Exercise instructions
Go through the entries below and count the lines holding the word "failed". Reply with only the number, please.

Exercise materials
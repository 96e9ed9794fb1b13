use tracing::{debug, warn};

use crate::error::ProgressComputationError;
use crate::models::{FeedbackRecord, MoodTrend, ProgressSummary, QuizResultRecord, Sentiment};
use crate::store::{FeedbackStore, QuizResultStore};

pub const DEFAULT_MOOD_WINDOW: usize = 5;

/// Builds a learner's progress summary from quiz results and recent feedback.
#[derive(Debug, Clone, Copy)]
pub struct ProgressAggregator {
    mood_window: usize,
}

impl Default for ProgressAggregator {
    fn default() -> Self {
        Self::new(DEFAULT_MOOD_WINDOW)
    }
}

impl ProgressAggregator {
    pub fn new(mood_window: usize) -> Self {
        Self {
            mood_window: mood_window.max(1),
        }
    }

    pub fn mood_window(&self) -> usize {
        self.mood_window
    }

    /// Both fetches must succeed; a failure in either discards the other.
    pub async fn summarize<S>(
        &self,
        store: &S,
        user_id: i64,
    ) -> Result<ProgressSummary, ProgressComputationError>
    where
        S: QuizResultStore + FeedbackStore + ?Sized,
    {
        let results = async {
            store.fetch_results(user_id).await.map_err(|err| {
                warn!(user_id, error = ?err, "quiz result fetch failed");
                err
            })
        };
        let feedback = async {
            store
                .fetch_recent(user_id, self.mood_window)
                .await
                .map_err(|err| {
                    warn!(user_id, error = ?err, "feedback fetch failed");
                    err
                })
        };
        let (results, mut feedback) = tokio::try_join!(results, feedback)?;

        // Stores are expected to honour the ordering and limit already.
        feedback.sort_by(|a, b| b.created_at.cmp(&a.created_at));
        feedback.truncate(self.mood_window);

        let summary = ProgressSummary {
            average_score: average_score(&results),
            mood_trend: mood_trend(&feedback),
            recent_feedbacks: feedback,
        };
        debug!(
            user_id,
            average_score = summary.average_score,
            feedback_count = summary.recent_feedbacks.len(),
            "computed progress summary"
        );
        Ok(summary)
    }
}

/// Mean percentage rounded to two decimals, `0.0` when there are no results.
pub fn average_score(results: &[QuizResultRecord]) -> f64 {
    if results.is_empty() {
        return 0.0;
    }
    let total: f64 = results.iter().map(|result| result.percentage).sum();
    round2(total / results.len() as f64)
}

pub fn mood_trend(feedback: &[FeedbackRecord]) -> MoodTrend {
    let (positive, negative) = feedback.iter().fold((0usize, 0usize), |(pos, neg), record| {
        match Sentiment::from_label(&record.sentiment) {
            Some(Sentiment::Positive) => (pos + 1, neg),
            Some(Sentiment::Negative) => (pos, neg + 1),
            _ => (pos, neg),
        }
    });

    if positive > negative {
        MoodTrend::Improving
    } else if negative > positive {
        MoodTrend::Challenging
    } else {
        MoodTrend::Steady
    }
}

fn round2(value: f64) -> f64 {
    (value * 100.0).round() / 100.0
}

Answer area
2